### TASK DIRECTIONS
For each line in the material below that holds "weights", copy that line.

▬▬▬▬▬▬▬▬▬▬

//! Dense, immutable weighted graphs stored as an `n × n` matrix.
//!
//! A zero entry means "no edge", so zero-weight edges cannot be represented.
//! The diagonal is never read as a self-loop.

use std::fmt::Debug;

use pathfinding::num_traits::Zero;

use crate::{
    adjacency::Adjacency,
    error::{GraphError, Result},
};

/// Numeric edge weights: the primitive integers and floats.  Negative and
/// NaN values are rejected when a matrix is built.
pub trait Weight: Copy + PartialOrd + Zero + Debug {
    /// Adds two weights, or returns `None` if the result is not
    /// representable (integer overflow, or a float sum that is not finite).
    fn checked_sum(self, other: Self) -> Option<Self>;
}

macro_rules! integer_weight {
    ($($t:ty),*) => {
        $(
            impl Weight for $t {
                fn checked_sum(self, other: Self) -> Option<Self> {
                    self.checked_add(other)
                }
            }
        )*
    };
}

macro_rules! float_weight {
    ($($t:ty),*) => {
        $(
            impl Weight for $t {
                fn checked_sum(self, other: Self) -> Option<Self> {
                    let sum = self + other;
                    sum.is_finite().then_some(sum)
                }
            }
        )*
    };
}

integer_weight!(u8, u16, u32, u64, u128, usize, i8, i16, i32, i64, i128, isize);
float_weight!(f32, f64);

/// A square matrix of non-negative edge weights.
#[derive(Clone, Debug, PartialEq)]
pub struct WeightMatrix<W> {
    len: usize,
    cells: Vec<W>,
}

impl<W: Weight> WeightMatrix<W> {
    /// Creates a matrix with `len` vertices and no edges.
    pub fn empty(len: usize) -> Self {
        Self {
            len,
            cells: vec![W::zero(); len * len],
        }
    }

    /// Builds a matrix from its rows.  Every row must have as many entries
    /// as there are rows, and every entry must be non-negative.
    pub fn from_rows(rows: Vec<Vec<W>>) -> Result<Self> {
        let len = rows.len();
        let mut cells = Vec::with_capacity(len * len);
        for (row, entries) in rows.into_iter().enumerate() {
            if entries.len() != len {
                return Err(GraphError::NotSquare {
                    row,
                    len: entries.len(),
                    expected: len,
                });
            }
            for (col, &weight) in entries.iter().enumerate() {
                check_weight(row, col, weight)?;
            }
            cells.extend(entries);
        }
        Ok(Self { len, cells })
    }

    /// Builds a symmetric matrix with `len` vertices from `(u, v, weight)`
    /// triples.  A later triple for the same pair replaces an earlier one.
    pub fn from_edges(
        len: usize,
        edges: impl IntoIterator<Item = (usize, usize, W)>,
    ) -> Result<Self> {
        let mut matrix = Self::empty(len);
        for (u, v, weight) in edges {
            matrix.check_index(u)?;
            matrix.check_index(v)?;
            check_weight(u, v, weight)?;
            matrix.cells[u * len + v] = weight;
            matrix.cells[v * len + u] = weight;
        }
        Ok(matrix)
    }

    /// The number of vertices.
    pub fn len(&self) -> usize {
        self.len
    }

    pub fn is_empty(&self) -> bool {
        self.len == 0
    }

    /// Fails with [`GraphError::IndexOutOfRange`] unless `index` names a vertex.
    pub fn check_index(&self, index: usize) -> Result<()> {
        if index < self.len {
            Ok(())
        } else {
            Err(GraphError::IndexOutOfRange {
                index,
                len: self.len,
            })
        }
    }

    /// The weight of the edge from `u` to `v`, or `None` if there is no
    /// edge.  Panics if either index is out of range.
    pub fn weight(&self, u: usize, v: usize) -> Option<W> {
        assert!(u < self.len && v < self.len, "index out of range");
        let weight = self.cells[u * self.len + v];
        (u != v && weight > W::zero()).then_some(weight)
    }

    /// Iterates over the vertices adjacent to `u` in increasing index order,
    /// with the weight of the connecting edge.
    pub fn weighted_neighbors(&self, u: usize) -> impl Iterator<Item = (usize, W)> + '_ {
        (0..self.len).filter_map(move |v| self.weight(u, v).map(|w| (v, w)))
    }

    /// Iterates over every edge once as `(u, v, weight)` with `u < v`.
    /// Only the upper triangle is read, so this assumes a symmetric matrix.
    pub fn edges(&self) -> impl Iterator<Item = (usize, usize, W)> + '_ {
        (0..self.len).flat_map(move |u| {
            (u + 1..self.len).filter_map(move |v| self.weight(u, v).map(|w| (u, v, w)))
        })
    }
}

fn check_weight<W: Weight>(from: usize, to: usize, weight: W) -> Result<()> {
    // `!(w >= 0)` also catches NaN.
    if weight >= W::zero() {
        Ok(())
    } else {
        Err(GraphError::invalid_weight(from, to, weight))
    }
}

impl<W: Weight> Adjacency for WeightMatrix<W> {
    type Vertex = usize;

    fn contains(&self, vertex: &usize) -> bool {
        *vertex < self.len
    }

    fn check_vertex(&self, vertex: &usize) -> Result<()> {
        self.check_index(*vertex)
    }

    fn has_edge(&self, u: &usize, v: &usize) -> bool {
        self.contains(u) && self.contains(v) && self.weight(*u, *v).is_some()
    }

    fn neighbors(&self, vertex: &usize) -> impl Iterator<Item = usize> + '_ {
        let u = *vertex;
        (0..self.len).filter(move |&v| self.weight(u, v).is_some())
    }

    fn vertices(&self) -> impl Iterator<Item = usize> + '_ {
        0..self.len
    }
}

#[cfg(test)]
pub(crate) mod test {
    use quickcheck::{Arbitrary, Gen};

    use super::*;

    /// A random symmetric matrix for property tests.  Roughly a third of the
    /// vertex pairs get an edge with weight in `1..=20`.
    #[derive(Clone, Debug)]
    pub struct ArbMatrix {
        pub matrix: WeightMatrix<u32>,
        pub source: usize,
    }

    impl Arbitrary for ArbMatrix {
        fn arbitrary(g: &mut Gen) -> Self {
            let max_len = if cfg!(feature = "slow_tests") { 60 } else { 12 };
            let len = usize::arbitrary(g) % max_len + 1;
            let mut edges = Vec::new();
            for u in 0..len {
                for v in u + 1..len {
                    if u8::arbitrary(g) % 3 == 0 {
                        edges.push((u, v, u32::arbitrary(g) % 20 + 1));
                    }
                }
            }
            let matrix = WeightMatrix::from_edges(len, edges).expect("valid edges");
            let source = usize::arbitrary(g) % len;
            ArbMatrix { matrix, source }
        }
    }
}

▬▬▬▬▬▬▬▬▬▬

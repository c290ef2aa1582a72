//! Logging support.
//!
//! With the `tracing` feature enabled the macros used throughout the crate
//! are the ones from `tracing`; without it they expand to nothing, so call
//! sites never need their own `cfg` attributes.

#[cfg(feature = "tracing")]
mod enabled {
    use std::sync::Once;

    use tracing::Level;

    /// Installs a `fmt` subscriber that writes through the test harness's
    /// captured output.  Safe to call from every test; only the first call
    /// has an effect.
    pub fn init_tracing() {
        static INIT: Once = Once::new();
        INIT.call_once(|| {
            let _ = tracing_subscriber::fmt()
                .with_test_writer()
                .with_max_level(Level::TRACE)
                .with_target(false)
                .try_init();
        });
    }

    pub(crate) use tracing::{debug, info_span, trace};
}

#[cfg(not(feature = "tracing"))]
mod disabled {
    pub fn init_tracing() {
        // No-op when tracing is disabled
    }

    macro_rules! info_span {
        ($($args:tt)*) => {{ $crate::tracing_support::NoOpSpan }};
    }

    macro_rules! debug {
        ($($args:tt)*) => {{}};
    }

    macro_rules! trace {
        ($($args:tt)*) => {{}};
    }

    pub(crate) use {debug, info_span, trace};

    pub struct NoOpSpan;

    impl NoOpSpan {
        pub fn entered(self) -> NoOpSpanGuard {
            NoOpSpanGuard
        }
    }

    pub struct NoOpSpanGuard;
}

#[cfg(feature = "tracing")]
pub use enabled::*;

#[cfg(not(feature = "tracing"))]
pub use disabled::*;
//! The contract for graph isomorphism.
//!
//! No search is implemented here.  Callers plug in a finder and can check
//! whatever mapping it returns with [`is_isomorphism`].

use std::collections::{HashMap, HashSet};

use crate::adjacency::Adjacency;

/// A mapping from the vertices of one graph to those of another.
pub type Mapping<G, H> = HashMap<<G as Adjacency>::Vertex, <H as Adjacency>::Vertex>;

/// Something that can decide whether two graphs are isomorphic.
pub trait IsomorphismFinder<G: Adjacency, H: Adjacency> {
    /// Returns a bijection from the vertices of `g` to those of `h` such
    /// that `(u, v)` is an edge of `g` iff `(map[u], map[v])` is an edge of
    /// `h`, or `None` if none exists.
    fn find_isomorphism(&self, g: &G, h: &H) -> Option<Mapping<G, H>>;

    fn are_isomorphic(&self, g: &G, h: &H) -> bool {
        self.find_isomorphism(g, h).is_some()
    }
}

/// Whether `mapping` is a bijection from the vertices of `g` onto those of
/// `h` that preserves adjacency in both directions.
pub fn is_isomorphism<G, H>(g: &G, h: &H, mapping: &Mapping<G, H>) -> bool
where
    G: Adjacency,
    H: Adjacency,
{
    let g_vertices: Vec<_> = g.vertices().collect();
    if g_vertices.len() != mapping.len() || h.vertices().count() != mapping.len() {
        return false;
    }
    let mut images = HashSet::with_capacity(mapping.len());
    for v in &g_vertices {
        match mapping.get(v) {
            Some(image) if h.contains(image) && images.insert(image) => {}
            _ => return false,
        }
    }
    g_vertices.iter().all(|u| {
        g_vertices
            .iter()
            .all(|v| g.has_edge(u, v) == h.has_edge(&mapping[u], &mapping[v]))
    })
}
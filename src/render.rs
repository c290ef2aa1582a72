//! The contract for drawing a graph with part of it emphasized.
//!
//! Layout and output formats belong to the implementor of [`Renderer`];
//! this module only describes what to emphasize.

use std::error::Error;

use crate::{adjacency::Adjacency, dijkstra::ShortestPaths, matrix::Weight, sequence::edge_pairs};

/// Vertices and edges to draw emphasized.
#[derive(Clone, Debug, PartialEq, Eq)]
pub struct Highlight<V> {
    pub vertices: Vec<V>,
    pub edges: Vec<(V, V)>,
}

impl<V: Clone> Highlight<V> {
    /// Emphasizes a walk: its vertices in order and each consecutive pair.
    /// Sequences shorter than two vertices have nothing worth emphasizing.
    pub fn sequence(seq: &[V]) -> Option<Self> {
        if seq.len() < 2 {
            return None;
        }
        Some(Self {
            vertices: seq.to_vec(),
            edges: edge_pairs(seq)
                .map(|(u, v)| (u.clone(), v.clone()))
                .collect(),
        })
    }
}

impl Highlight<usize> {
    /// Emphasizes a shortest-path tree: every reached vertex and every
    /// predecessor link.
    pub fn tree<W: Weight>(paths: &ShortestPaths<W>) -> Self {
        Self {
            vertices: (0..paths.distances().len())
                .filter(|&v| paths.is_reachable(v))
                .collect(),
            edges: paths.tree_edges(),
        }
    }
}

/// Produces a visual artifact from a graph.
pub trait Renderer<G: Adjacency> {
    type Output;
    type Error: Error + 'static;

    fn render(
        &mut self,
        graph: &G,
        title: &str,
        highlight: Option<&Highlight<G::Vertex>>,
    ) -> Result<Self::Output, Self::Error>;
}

▬▬▬▬▬▬▬▬▬▬

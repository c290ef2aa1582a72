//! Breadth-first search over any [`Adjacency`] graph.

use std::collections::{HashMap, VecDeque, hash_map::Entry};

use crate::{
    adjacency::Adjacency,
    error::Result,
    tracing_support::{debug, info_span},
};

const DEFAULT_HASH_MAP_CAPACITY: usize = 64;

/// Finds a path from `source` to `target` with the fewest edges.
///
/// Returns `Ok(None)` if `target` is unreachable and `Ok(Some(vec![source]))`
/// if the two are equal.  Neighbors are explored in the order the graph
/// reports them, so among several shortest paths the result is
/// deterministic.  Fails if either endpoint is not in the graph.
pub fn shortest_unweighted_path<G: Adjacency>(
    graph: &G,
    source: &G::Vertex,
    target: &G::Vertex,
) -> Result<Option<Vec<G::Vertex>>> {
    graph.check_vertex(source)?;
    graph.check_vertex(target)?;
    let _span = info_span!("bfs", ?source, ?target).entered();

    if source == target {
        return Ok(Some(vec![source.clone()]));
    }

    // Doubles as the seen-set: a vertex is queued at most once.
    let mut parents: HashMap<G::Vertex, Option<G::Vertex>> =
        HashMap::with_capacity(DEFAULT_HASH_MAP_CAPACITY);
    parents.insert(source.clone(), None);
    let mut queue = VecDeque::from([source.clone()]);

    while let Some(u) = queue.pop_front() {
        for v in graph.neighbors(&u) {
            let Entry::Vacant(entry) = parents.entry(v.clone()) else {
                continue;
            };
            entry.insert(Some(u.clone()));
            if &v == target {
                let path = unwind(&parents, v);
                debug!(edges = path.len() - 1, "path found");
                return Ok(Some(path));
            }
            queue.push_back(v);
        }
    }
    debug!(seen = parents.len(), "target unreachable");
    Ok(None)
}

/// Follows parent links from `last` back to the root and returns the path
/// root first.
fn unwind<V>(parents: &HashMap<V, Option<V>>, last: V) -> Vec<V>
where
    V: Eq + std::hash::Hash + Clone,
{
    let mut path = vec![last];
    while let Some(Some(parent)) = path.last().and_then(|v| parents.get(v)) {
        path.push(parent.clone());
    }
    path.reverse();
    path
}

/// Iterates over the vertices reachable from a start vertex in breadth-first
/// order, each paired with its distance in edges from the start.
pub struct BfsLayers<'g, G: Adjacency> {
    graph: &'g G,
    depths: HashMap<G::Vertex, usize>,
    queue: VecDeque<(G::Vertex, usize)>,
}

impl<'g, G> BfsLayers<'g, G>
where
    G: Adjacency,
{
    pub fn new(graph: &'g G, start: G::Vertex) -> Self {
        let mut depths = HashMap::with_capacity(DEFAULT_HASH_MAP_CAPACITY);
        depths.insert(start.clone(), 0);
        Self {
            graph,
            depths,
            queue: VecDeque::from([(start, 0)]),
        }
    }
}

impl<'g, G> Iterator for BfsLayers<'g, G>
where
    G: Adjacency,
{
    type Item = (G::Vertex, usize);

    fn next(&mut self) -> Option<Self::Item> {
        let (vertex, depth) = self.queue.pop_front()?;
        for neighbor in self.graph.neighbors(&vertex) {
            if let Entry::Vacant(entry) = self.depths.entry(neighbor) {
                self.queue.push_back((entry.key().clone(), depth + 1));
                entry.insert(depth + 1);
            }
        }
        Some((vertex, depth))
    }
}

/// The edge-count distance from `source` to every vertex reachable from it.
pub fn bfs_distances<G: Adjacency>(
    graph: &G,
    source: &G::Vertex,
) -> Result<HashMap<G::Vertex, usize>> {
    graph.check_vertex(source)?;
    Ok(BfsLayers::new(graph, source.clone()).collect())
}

▬▬▬▬▬▬▬▬▬▬

### OUTPUT OF THE TASK
/// Numeric edge weights: the primitive integers and floats.  Negative and
    /// Adds two weights, or returns `None` if the result is not
/// A square matrix of non-negative edge weights.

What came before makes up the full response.